>>>

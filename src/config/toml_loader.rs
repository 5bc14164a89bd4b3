//! TOML parsing for `dotsync.toml`.
use std::path::{Path, PathBuf};

use serde::Deserialize;

use crate::error::ConfigError;

/// One `[[entry]]` table as written in `dotsync.toml`.
#[derive(Debug, Clone, PartialEq, Eq, Deserialize)]
#[serde(deny_unknown_fields)]
pub struct EntrySpec {
    /// Logical tool name (`nvim`, `vim`, ...).
    pub name: String,
    /// Whether the entry mirrors a whole directory.
    #[serde(default)]
    pub directory: bool,
    /// Installed paths ordered by platform index; `~` is expanded.
    pub installed: Vec<String>,
    /// Path inside the dotfiles repository, relative to its root.
    pub repository: PathBuf,
    /// Cache directory cleared after a downstream sync.
    #[serde(default)]
    pub cache: Option<String>,
}

/// Top-level layout of `dotsync.toml`.
#[derive(Debug, Default, Deserialize)]
#[serde(deny_unknown_fields)]
pub struct ConfigFile {
    /// Entries, in the order they are processed.
    #[serde(default, rename = "entry")]
    pub entries: Vec<EntrySpec>,
}

/// Read and parse `path`.
///
/// Returns `Ok(None)` when the file does not exist, so callers fall back to
/// the built-in table.
///
/// # Errors
///
/// Returns an error if the file exists but cannot be read or parsed.
pub fn load_config(path: &Path) -> Result<Option<ConfigFile>, ConfigError> {
    if !path.exists() {
        return Ok(None);
    }

    let content = std::fs::read_to_string(path).map_err(|source| ConfigError::Io {
        path: path.to_path_buf(),
        source,
    })?;

    parse_config(&content, path).map(Some)
}

/// Parse `content`; `path` is only used in error messages.
///
/// # Errors
///
/// Returns [`ConfigError::InvalidSyntax`] on malformed TOML or schema mismatch.
pub fn parse_config(content: &str, path: &Path) -> Result<ConfigFile, ConfigError> {
    toml::from_str(content).map_err(|e| ConfigError::InvalidSyntax {
        path: path.to_path_buf(),
        message: e.message().to_string(),
    })
}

<<<

▶ **Exercise prompt**
All lines in the records above that contain "dotsync" are to be reported.

▶ **Exercise solution**
//! TOML parsing for `dotsync.toml`.
/// One `[[entry]]` table as written in `dotsync.toml`.
/// Top-level layout of `dotsync.toml`.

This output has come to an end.